De pronto, oí la voz de Elizabeth. Hablaba con claridad y seguridad y al principio creí que me llamaba. Corrí hasta la casa, pero me paré al comprobar que estaba hablando por teléfono. Aunque no había vuelto a mencionar a su hermana desde nuestra visita al vivero, supe enseguida que había llamado a Catherine. Me senté en el suelo, junto a la ventana de la cocina, conmocionada.
—Otra cosecha —dijo—. Superada. Yo no bebo, pero últimamente entiendo mejor a papá. Entiendo la tentación de echar un trago de whisky nada más levantarse «para aplacar el miedo a las heladas», como solía decir él. —Hizo una breve pausa y comprendí que hablaba con el contestador automático de Catherine—. Bueno, ya sé que me viste aquel día de octubre. ¿Viste a Victoria? ¿Verdad que es guapa? Está claro que no querías hablar conmigo y yo he querido respetarte y darte más tiempo. Por eso no te he llamado hasta ahora. Pero ya no puedo esperar más. He decidido llamarte otra vez, todos los días. Seguramente más de una vez al día, hasta que te dignes hablar conmigo. Te necesito, Catherine. ¿No lo entiendes? Eres la única familia que tengo.

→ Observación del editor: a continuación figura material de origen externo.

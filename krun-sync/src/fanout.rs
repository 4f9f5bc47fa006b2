//! Leader-hub / follower-peer fleet synchronization.
//!
//! One invocation, one leader: `endpoints[0]`. The local tree is chunked and
//! uploaded to the leader over exec (`check` + `ingest`); with more than one
//! endpoint a hub is started on the leader, its ephemeral port discovered
//! from the stdout sentinel, and every follower runs `peer` against it in
//! parallel. The hub's stdin is its life-signal: closing it is the graceful
//! shutdown.

use std::path::Path;
use std::sync::Arc;

use tokio::io::{AsyncBufReadExt, AsyncReadExt, AsyncWriteExt, BufReader};
use tokio::task::JoinSet;

use krun_core::{layout, Endpoint, Manifest};
use krun_exec::transport::{OutputPipe, StdinPipe};
use krun_exec::{ExecError, ExecSession, StreamRequest, Transport};

use crate::chunker::generate_manifest;
use crate::error::{io_err, SyncError};
use crate::pipe::{byte_pipe, ByteWriter};

/// Frames buffered between the ingest-tar producer and the remote stdin.
const INGEST_PIPE_DEPTH: usize = 32;

/// Synchronize `src` to `dest` on every endpoint.
///
/// Single endpoint: plain local→leader sync with immediate cleanup. Multiple
/// endpoints: leader sync (keeping the working set), hub on the leader,
/// parallel peers, then hub shutdown. The first peer error is returned;
/// the rest are logged.
pub async fn sync_endpoints(
    transport: Arc<dyn Transport>,
    endpoints: &[Endpoint],
    src: &Path,
    dest: &Path,
    exclude: Option<&regex::Regex>,
    agent_path: &str,
) -> Result<(), SyncError> {
    let Some(leader) = endpoints.first() else {
        return Err(SyncError::NoEndpoints);
    };
    tracing::info!(leader = %leader.name, "selected leader endpoint");

    // A lone endpoint can drop its working set right after ingest. With
    // followers the leader must keep serving chunks; the hub removes the
    // working set when it shuts down.
    let cleanup_leader = endpoints.len() == 1;

    tracing::info!("syncing to leader");
    sync_local_to_leader(
        &transport,
        leader,
        src,
        dest,
        exclude,
        cleanup_leader,
        agent_path,
    )
    .await?;

    if endpoints.len() == 1 {
        return Ok(());
    }

    tracing::info!("starting hub on leader");
    let hub = start_hub(&transport, leader, dest, agent_path).await?;
    let hub_url = format!("http://{}", join_host_port(&leader.ip, hub.port));

    let peers = &endpoints[1..];
    tracing::info!(peers = peers.len(), url = %hub_url, "starting sync on peers");
    let result = run_peers(&transport, peers, dest, &hub_url, agent_path).await;

    hub.shutdown().await;

    if result.is_ok() {
        tracing::info!("fleet sync completed");
    }
    result
}

/// Chunk the local tree and upload it to the leader: local CDC split into a
/// staging directory, `check` for the leader's missing hashes, then `ingest`
/// streaming exactly those chunks plus the manifest.
pub async fn sync_local_to_leader(
    transport: &Arc<dyn Transport>,
    leader: &Endpoint,
    src: &Path,
    dest: &Path,
    exclude: Option<&regex::Regex>,
    cleanup: bool,
    agent_path: &str,
) -> Result<(), SyncError> {
    tracing::info!("chunking local files");
    let staging = tempfile::Builder::new()
        .prefix("krun-chunks-")
        .tempdir()
        .map_err(|e| io_err(std::env::temp_dir(), e))?;

    let manifest = {
        let src = src.to_path_buf();
        let exclude = exclude.cloned();
        let chunks_dir = staging.path().to_path_buf();
        tokio::task::spawn_blocking(move || generate_manifest(&src, exclude.as_ref(), &chunks_dir))
            .await
            .map_err(|e| SyncError::Task(e.to_string()))??
    };
    tracing::info!(chunks = manifest.chunks.len(), "local data split into chunks");

    tracing::info!("checking missing chunks on leader");
    let missing = check_remote(transport, leader, dest, &manifest, agent_path).await?;
    tracing::info!(missing = missing.len(), "leader missing chunks");

    tracing::info!("uploading data");
    ingest_remote(
        transport,
        leader,
        dest,
        &missing,
        staging.path(),
        &manifest,
        cleanup,
        agent_path,
    )
    .await
}

/// Run `agent --mode check` on the leader: manifest JSON in on stdin, JSON
/// array of absent hashes out on stdout.
async fn check_remote(
    transport: &Arc<dyn Transport>,
    leader: &Endpoint,
    dest: &Path,
    manifest: &Manifest,
    agent_path: &str,
) -> Result<Vec<String>, SyncError> {
    let payload = manifest.to_canonical_json()?;
    let argv = agent_argv(agent_path, "check", dest);

    let mut session = transport.open(leader, &argv, StreamRequest::all()).await?;
    let mut stdin = session.take_stdin()?;
    let mut stdout = session.take_stdout()?;
    let stderr = session.take_stderr()?;
    let stderr_task = tokio::spawn(capture_stderr(stderr, leader.name.clone()));

    stdin
        .write_all(&payload)
        .await
        .map_err(|e| stream_err(leader, e))?;
    stdin.shutdown().await.map_err(|e| stream_err(leader, e))?;
    drop(stdin);

    let mut reply = Vec::new();
    stdout
        .read_to_end(&mut reply)
        .await
        .map_err(|e| stream_err(leader, e))?;

    let wait_result = session.wait().await;
    let stderr_text = stderr_task.await.unwrap_or_default();
    if let Err(err) = wait_result {
        return Err(agent_error(leader, "check", &err, &stderr_text));
    }

    // Be liberal in what we accept: an empty missing list may arrive as
    // `null` from older agents.
    let missing: Option<Vec<String>> = serde_json::from_slice(&reply)?;
    Ok(missing.unwrap_or_default())
}

/// Run `agent --mode ingest` on the leader, streaming a tar of the missing
/// chunk blobs followed by the manifest entry. Backpressure comes from the
/// pipe: the producer cannot outrun the remote consumer.
#[allow(clippy::too_many_arguments)]
async fn ingest_remote(
    transport: &Arc<dyn Transport>,
    leader: &Endpoint,
    dest: &Path,
    missing: &[String],
    staging: &Path,
    manifest: &Manifest,
    cleanup: bool,
    agent_path: &str,
) -> Result<(), SyncError> {
    let mut argv = agent_argv(agent_path, "ingest", dest);
    if cleanup {
        argv.push("--cleanup".to_string());
    }

    let mut session = transport
        .open(
            leader,
            &argv,
            StreamRequest {
                stdin: true,
                stdout: false,
                stderr: true,
            },
        )
        .await?;
    let mut stdin = session.take_stdin()?;
    let stderr = session.take_stderr()?;
    let stderr_task = tokio::spawn(capture_stderr(stderr, leader.name.clone()));

    let (writer, mut reader) = byte_pipe(INGEST_PIPE_DEPTH);
    let producer = {
        let missing = missing.to_vec();
        let staging = staging.to_path_buf();
        let manifest_bytes = manifest.to_canonical_json()?;
        tokio::task::spawn_blocking(move || -> Result<(), SyncError> {
            let mut writer = writer;
            match write_ingest_tar(&mut writer, &missing, &staging, &manifest_bytes) {
                Ok(()) => Ok(()),
                Err(err) => {
                    writer.close_with_error(err.to_string());
                    Err(err)
                }
            }
        })
    };

    let mut pump_error: Option<std::io::Error> = None;
    while let Some(frame) = reader.next_chunk().await {
        match frame {
            Ok(data) => {
                if let Err(err) = stdin.write_all(&data).await {
                    pump_error = Some(err);
                    break;
                }
            }
            Err(err) => {
                pump_error = Some(err);
                break;
            }
        }
    }
    let _ = stdin.shutdown().await;
    drop(stdin);

    let wait_result = session.wait().await;
    let producer_result = producer
        .await
        .map_err(|e| SyncError::Task(e.to_string()))?;
    let stderr_text = stderr_task.await.unwrap_or_default();

    // The remote's own account of a failure beats the local symptom (a
    // broken pipe from the producer or the pump).
    if let Err(err) = wait_result {
        return Err(agent_error(leader, "ingest", &err, &stderr_text));
    }
    producer_result?;
    if let Some(err) = pump_error {
        return Err(stream_err(leader, err));
    }
    Ok(())
}

fn write_ingest_tar(
    writer: &mut ByteWriter,
    missing: &[String],
    chunks_dir: &Path,
    manifest_bytes: &[u8],
) -> Result<(), SyncError> {
    let mut builder = tar::Builder::new(writer);

    for hash in missing {
        let path = chunks_dir.join(hash);
        let data = std::fs::read(&path).map_err(|e| io_err(&path, e))?;
        let mut header = tar::Header::new_gnu();
        header.set_size(data.len() as u64);
        header.set_mode(0o644);
        builder
            .append_data(&mut header, hash, data.as_slice())
            .map_err(|e| io_err(&path, e))?;
    }

    let mut header = tar::Header::new_gnu();
    header.set_size(manifest_bytes.len() as u64);
    header.set_mode(0o644);
    builder
        .append_data(&mut header, layout::MANIFEST_FILE, manifest_bytes)
        .map_err(|e| io_err(layout::MANIFEST_FILE, e))?;

    builder
        .finish()
        .map_err(|e| io_err(layout::MANIFEST_FILE, e))?;
    Ok(())
}

// ---------------------------------------------------------------------------
// Hub lifecycle
// ---------------------------------------------------------------------------

struct HubHandle {
    stdin: StdinPipe,
    session: ExecSession,
    port: u16,
}

impl HubHandle {
    /// Close the hub's stdin (its shutdown protocol) and wait for it.
    async fn shutdown(self) {
        drop(self.stdin);
        if let Err(err) = self.session.wait().await {
            tracing::warn!(error = %err, "hub exited with error");
        }
    }
}

async fn start_hub(
    transport: &Arc<dyn Transport>,
    leader: &Endpoint,
    dest: &Path,
    agent_path: &str,
) -> Result<HubHandle, SyncError> {
    let mut argv = agent_argv(agent_path, "hub", dest);
    argv.extend(["--tracker-port".to_string(), "0".to_string()]);

    let mut session = transport.open(leader, &argv, StreamRequest::all()).await?;
    let stdin = session.take_stdin()?;
    let stdout = session.take_stdout()?;
    let stderr = session.take_stderr()?;
    tokio::spawn(capture_stderr(stderr, leader.name.clone()));

    let mut lines = BufReader::new(stdout).lines();
    let mut port = None;
    while let Ok(Some(line)) = lines.next_line().await {
        if let Some(idx) = line.find(layout::HUB_SENTINEL) {
            let addr = &line[idx + layout::HUB_SENTINEL.len()..];
            port = addr
                .rsplit(':')
                .next()
                .and_then(|p| p.trim().parse::<u16>().ok());
            break;
        }
    }

    let Some(port) = port else {
        drop(stdin);
        let _ = session.wait().await;
        return Err(SyncError::HubStart(
            "hub never reported a listening address".to_string(),
        ));
    };
    tracing::info!(port, "hub reported listening address");

    // Keep draining the hub's stdout so its pipe never wedges it.
    tokio::spawn(async move {
        let mut rest = lines.into_inner();
        let _ = tokio::io::copy(&mut rest, &mut tokio::io::sink()).await;
    });

    Ok(HubHandle {
        stdin,
        session,
        port,
    })
}

// ---------------------------------------------------------------------------
// Peers
// ---------------------------------------------------------------------------

async fn run_peers(
    transport: &Arc<dyn Transport>,
    peers: &[Endpoint],
    dest: &Path,
    hub_url: &str,
    agent_path: &str,
) -> Result<(), SyncError> {
    let mut tasks = JoinSet::new();
    for peer in peers {
        let transport = transport.clone();
        let peer = peer.clone();
        let mut argv = agent_argv(agent_path, "peer", dest);
        argv.extend([
            "--tracker".to_string(),
            hub_url.to_string(),
            "--cleanup".to_string(),
        ]);
        tasks.spawn(async move {
            let result = run_agent(&transport, &peer, &argv, "peer").await;
            (peer.name.clone(), result)
        });
    }

    let mut first_error = None;
    while let Some(joined) = tasks.join_next().await {
        match joined {
            Ok((_, Ok(()))) => {}
            Ok((name, Err(err))) => {
                tracing::warn!(endpoint = %name, error = %err, "peer sync failed");
                if first_error.is_none() {
                    first_error = Some(err);
                }
            }
            Err(err) => {
                if first_error.is_none() {
                    first_error = Some(SyncError::Task(err.to_string()));
                }
            }
        }
    }

    match first_error {
        Some(err) => Err(err),
        None => Ok(()),
    }
}

/// Run one agent exec to completion, capturing its stderr for diagnostics.
async fn run_agent(
    transport: &Arc<dyn Transport>,
    endpoint: &Endpoint,
    argv: &[String],
    mode: &'static str,
) -> Result<(), SyncError> {
    let mut session = transport
        .open(
            endpoint,
            argv,
            StreamRequest {
                stdin: false,
                stdout: false,
                stderr: true,
            },
        )
        .await?;
    let stderr = session.take_stderr()?;
    let stderr_task = tokio::spawn(capture_stderr(stderr, endpoint.name.clone()));

    let wait_result = session.wait().await;
    let stderr_text = stderr_task.await.unwrap_or_default();
    wait_result.map_err(|err| agent_error(endpoint, mode, &err, &stderr_text))
}

// ---------------------------------------------------------------------------
// Helpers
// ---------------------------------------------------------------------------

fn agent_argv(agent_path: &str, mode: &str, dest: &Path) -> Vec<String> {
    vec![
        agent_path.to_string(),
        "--mode".to_string(),
        mode.to_string(),
        "--dir".to_string(),
        dest.display().to_string(),
    ]
}

fn join_host_port(host: &str, port: u16) -> String {
    if host.contains(':') {
        format!("[{host}]:{port}")
    } else {
        format!("{host}:{port}")
    }
}

fn stream_err(endpoint: &Endpoint, source: std::io::Error) -> SyncError {
    SyncError::Exec(ExecError::Stream {
        endpoint: endpoint.name.clone(),
        source,
    })
}

fn agent_error(
    endpoint: &Endpoint,
    mode: &'static str,
    err: &ExecError,
    stderr: &str,
) -> SyncError {
    let stderr = stderr.trim();
    let detail = if stderr.is_empty() {
        err.to_string()
    } else {
        format!("{err} (stderr: {stderr})")
    };
    SyncError::Agent {
        endpoint: endpoint.name.clone(),
        mode,
        detail,
    }
}

/// Forward an agent's stderr lines to tracing and keep them for error detail.
async fn capture_stderr(reader: OutputPipe, endpoint: String) -> String {
    let mut lines = BufReader::new(reader).lines();
    let mut collected = String::new();
    while let Ok(Some(line)) = lines.next_line().await {
        tracing::debug!(endpoint = %endpoint, "{line}");
        if !collected.is_empty() {
            collected.push('\n');
        }
        collected.push_str(&line);
    }
    collected
}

Al oír eso cerré los ojos. «Eres la única familia que tengo». Llevábamos ocho meses juntas, comiendo en la mesa de la cocina, trabajando codo con codo. Faltaban menos de cuatro meses para mi adopción. Y sin embargo, Elizabeth no me consideraba familia suya. En lugar de pena sentí rabia, y cuando oí el chasquido del auricular, seguido del borbotón de agua sucia vaciada por un desagüe, subí los escalones del porche pisando fuerte. Llamé a la puerta con los puños. «¿Y yo qué soy? —quería gritar—. ¿A qué viene esta farsa?».
Pero cuando Elizabeth abrió la puerta y vi su cara de sorpresa, rompí a llorar. No recordaba haber llorado nunca y aquellas lágrimas eran como una traición a mi ira. Me abofeteé las húmedas mejillas. El dolor de las bofetadas me hizo llorar aún más.
Elizabeth no me preguntó por qué lloraba; se limitó a hacerme entrar en la cocina. Se sentó en una silla y me atrajo con torpeza hacia su regazo. Faltaba poco para que yo cumpliera diez años. Era demasiado mayor para sentarme en su regazo, demasiado mayor para que me abrazaran y me consolaran. También era demasiado mayor para que me devolvieran. De pronto, sentí pánico de que me llevaran a otro hogar tutelado y, al mismo tiempo, sorpresa de que la táctica de Meredith hubiera funcionado. Hundí la cara en el cuello de Elizabeth y seguí sollozando. Ella me abrazaba. Esperé a que me dijera que me calmara, pero no lo hizo.
Pasaban los minutos. Sonó el reloj automático de la cocina, pero Elizabeth no se movió. Cuando por fin levanté la cabeza, la cocina olía a chocolate. Elizabeth había preparado un suflé para celebrar que había cambiado el tiempo y desprendía un aroma intenso y dulce. Me enjugué las lágrimas en la blusa de Elizabeth y me incorporé para mirarla. Cuando nuestras miradas se encontraron, vi que ella también lloraba. Las lágrimas se quedaban un momento colgando del borde de su mentón y luego caían.
—Te quiero —dijo Elizabeth, y yo rompí a llorar de nuevo.
En el horno, el suflé de chocolate empezó a quemarse.